Par conséquent, je n’entends pas déclarer la dernière élection nulle et sans effet puisqu’elle s’est déroulée conformément aux règles et que M. Don Credico avait pertinemment le droit d’être présent à l’assemble et d’y participer pleinement, y compris de voter pour les candidats de son choix.

[…]

[12]   Le 14 avril 2004, M. Credico a été informé que son poste était désigné comme l'un des paliers de la procédure de règlement des griefs. Autrement dit, il était exclu de l’unité de négociation.

La plainte

[13]   Le 6 avril 2004, le plaignant a présenté une plainte à la Commission des relations de travail dans la fonction publique.

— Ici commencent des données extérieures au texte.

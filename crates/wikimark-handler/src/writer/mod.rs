//! # Call Writer Stack
//!
//! Mode procedures never decide *where* a call goes. They hand it to the
//! [`CallWriter`], which appends it to whatever frame is on top:
//!
//! ```text
//!   frames[2]  NestWriter    ← footnote inside a table cell
//!   frames[1]  TableWriter
//!   frames[0]  ListWriter
//!   base       final instruction list
//! ```
//!
//! A block construct pushes its [`Rewriter`] on ENTER. Everything emitted
//! while it is on top lands in its buffer. On EXIT the frame is popped, its
//! buffer is rewritten into properly nested structure and the result is
//! written, call by call, into the frame below. The base frame applies no
//! rewrite.
//!
//! The parent of `frames[i]` is `frames[i - 1]` (the base list for `i == 0`),
//! so popping is bounds-checked and ownership of every buffer stays with the
//! stack.
//!
//! ## Rewriters
//!
//! - [`table`] - rows, cells, spans and alignment
//! - [`lists`] - nested ordered/unordered lists
//! - [`quote`] - block quote depth changes
//! - [`preformatted`] - indented code blocks
//! - [`nest`] - captured sub-streams (footnotes)

pub mod lists;
pub mod nest;
pub mod preformatted;
pub mod quote;
pub mod table;

use std::fmt;

use serde::Serialize;

use crate::{
    call::Call,
    diagnostics::{DiagnosticKind, Diagnostics},
    error::HandlerError,
};

pub use lists::ListWriter;
pub use nest::NestWriter;
pub use preformatted::PreformattedWriter;
pub use quote::QuoteWriter;
pub use table::TableWriter;

/// The construct a frame buffers for.
#[derive(Debug, Clone, Copy, PartialEq, Eq, Hash, Serialize)]
#[serde(rename_all = "lowercase")]
pub enum FrameKind {
    Table,
    List,
    Quote,
    Preformatted,
    Nest,
}

impl fmt::Display for FrameKind {
    fn fmt(&self, f: &mut fmt::Formatter<'_>) -> fmt::Result {
        f.write_str(match self {
            FrameKind::Table => "table",
            FrameKind::List => "list",
            FrameKind::Quote => "quote",
            FrameKind::Preformatted => "preformatted",
            FrameKind::Nest => "nest",
        })
    }
}

/// Identity of a frame for as long as the writer lives.
#[derive(Debug, Clone, Copy, PartialEq, Eq, Hash, PartialOrd, Ord)]
pub struct FrameId(usize);

impl FrameId {
    /// The base frame that writes into the final instruction list.
    pub const BASE: FrameId = FrameId(0);
}

/// A buffering frame that restructures one block construct.
pub trait Rewriter: fmt::Debug {
    fn kind(&self) -> FrameKind;

    /// Buffer a call routed to this frame.
    fn write_call(&mut self, call: Call);

    /// Position of the last buffered call.
    fn last_pos(&self) -> Option<usize>;

    /// The call that closes this construct, for blocks left open at the end
    /// of the document.
    fn closing_call(&self, pos: usize) -> Call;

    /// Turn the buffered raw calls into their final structure.
    fn process(self: Box<Self>, diagnostics: &mut Diagnostics) -> Vec<Call>;

    /// Hand back the buffer unchanged.
    fn into_calls(self: Box<Self>) -> Vec<Call>;
}

#[derive(Debug)]
struct Frame {
    id: FrameId,
    rewriter: Box<dyn Rewriter>,
}

/// The stack of active frames over the final instruction list.
#[derive(Debug)]
pub struct CallWriter {
    calls: Vec<Call>,
    frames: Vec<Frame>,
    next_id: usize,
    rewrite: bool,
}

impl CallWriter {
    pub fn new() -> Self {
        Self {
            calls: Vec::new(),
            frames: Vec::new(),
            next_id: 1,
            rewrite: true,
        }
    }

    /// When disabled, popped frames flush their raw buffer untouched.
    pub fn with_rewrite(mut self, rewrite: bool) -> Self {
        self.rewrite = rewrite;
        self
    }

    /// Append a call to the active frame.
    pub fn write_call(&mut self, call: Call) {
        match self.frames.last_mut() {
            Some(frame) => frame.rewriter.write_call(call),
            None => self.calls.push(call),
        }
    }

    pub fn write_calls(&mut self, calls: impl IntoIterator<Item = Call>) {
        for call in calls {
            self.write_call(call);
        }
    }

    /// Make `rewriter` the active frame; the previous top becomes its parent.
    pub fn push(&mut self, rewriter: Box<dyn Rewriter>) -> FrameId {
        let id = FrameId(self.next_id);
        self.next_id += 1;
        log::debug!(
            "push {} frame {:?} at depth {}",
            rewriter.kind(),
            id,
            self.frames.len() + 1
        );
        self.frames.push(Frame { id, rewriter });
        id
    }

    /// Check that the active frame buffers for `expected`.
    pub fn expect_active(&self, expected: FrameKind, pos: usize) -> Result<(), HandlerError> {
        match self.active_kind() {
            Some(found) if found == expected => Ok(()),
            Some(found) => Err(HandlerError::MismatchedFrame {
                expected,
                found,
                pos,
            }),
            None => Err(HandlerError::NoOpenFrame { expected, pos }),
        }
    }

    /// Pop the active frame, rewrite its buffer and flush it into the parent.
    pub fn pop_and_flush(
        &mut self,
        expected: FrameKind,
        pos: usize,
        diagnostics: &mut Diagnostics,
    ) -> Result<(), HandlerError> {
        self.expect_active(expected, pos)?;
        let Some(frame) = self.frames.pop() else {
            return Err(HandlerError::NoOpenFrame { expected, pos });
        };
        self.flush(frame, diagnostics);
        Ok(())
    }

    /// Close every frame still open, innermost first.
    ///
    /// Each frame gets its construct's closing call at the position of the
    /// last call it buffered.
    pub fn close_all(&mut self, diagnostics: &mut Diagnostics) {
        while let Some(mut frame) = self.frames.pop() {
            let pos = frame
                .rewriter
                .last_pos()
                .or_else(|| self.last_pos())
                .unwrap_or(0);
            diagnostics.push(
                pos,
                DiagnosticKind::UnclosedConstruct {
                    frame: frame.rewriter.kind(),
                },
            );
            let closing = frame.rewriter.closing_call(pos);
            frame.rewriter.write_call(closing);
            self.flush(frame, diagnostics);
        }
    }

    fn flush(&mut self, frame: Frame, diagnostics: &mut Diagnostics) {
        let kind = frame.rewriter.kind();
        let calls = if self.rewrite {
            frame.rewriter.process(diagnostics)
        } else {
            frame.rewriter.into_calls()
        };
        log::debug!(
            "pop {kind} frame {:?}, flushing {} calls",
            frame.id,
            calls.len()
        );
        self.write_calls(calls);
    }

    /// The frame calls are currently routed to.
    pub fn active(&self) -> FrameId {
        self.frames.last().map_or(FrameId::BASE, |frame| frame.id)
    }

    pub fn active_kind(&self) -> Option<FrameKind> {
        self.frames.last().map(|frame| frame.rewriter.kind())
    }

    /// Number of open block frames above the base.
    pub fn depth(&self) -> usize {
        self.frames.len()
    }

    /// Position of the last call anywhere in the writer.
    pub fn last_pos(&self) -> Option<usize> {
        self.frames
            .iter()
            .rev()
            .find_map(|frame| frame.rewriter.last_pos())
            .or_else(|| self.calls.last().map(Call::pos))
    }

    /// The final instruction list written so far.
    pub fn calls(&self) -> &[Call] {
        &self.calls
    }

    /// Take the final instruction list. Open frames are discarded.
    pub fn into_calls(self) -> Vec<Call> {
        self.calls
    }
}

impl Default for CallWriter {
    fn default() -> Self {
        Self::new()
    }
}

Le défendeur désigné était [traduction] : « Agence du revenu du Canada, à l’attention de M. Tony Persaud (Directeur) ». L’employeur soutient que M. Persaud n’est pas le défendeur pertinent. Par suite de la décision rendue ci‑après, je n’ai pas à trancher cette question.

[14]   La plainte alléguait que M. Credico occupait un poste de gestion exclu lorsqu’il a assisté à l’assemblée générale annuelle de l’agent négociateur. Il prétendait aussi que sa présence à l’assemblée était [traduction] « considérée et perçue par certains des membres du syndicat comme une forme d’intimidation compte tenu du poste de gestion qu’il occupait désormais ».

[15]   La plainte indiquait que M. Credico avait entendu les préoccupations du plaignant lors de l’assemblée générale annuelle. Le plaignant s’était levé, dans le cadre d’un rappel au règlement, et avait demandé au président de l’assemblée [traduction] « si toutes les personnes présentes étaient membres du SEI et si tous ceux qui participaient au vote avaient le droit de voter. Or, il (M. Credico) a décidé de ne pas admettre l’existence d’un conflit d’intérêt et il a continué de participer à l’assemblée », selon la plainte écrite.

[16]   Le mesure corrective demandée dans la plainte était une ordonnance visée par l’article 23 de la Loi enjoignant à M. Credico [traduction] « d’observer les interdictions dont est assorti son poste de gestion de durée indéterminée à titre de directeur adjoint, Recouvrement des recettes, à Lethbridge ».

Résumé de l’argumentation

[17]   La plainte a été instruite à Lethbridge (Alberta), le 30 mai 2005. C’est à ce moment que l’employeur a soulevé son objection préliminaire. L’employeur et le plaignant ont présenté leur preuve et leur argumentation. L’audition a été ajournée afin que je statue sur l’objection préliminaire de l’employeur.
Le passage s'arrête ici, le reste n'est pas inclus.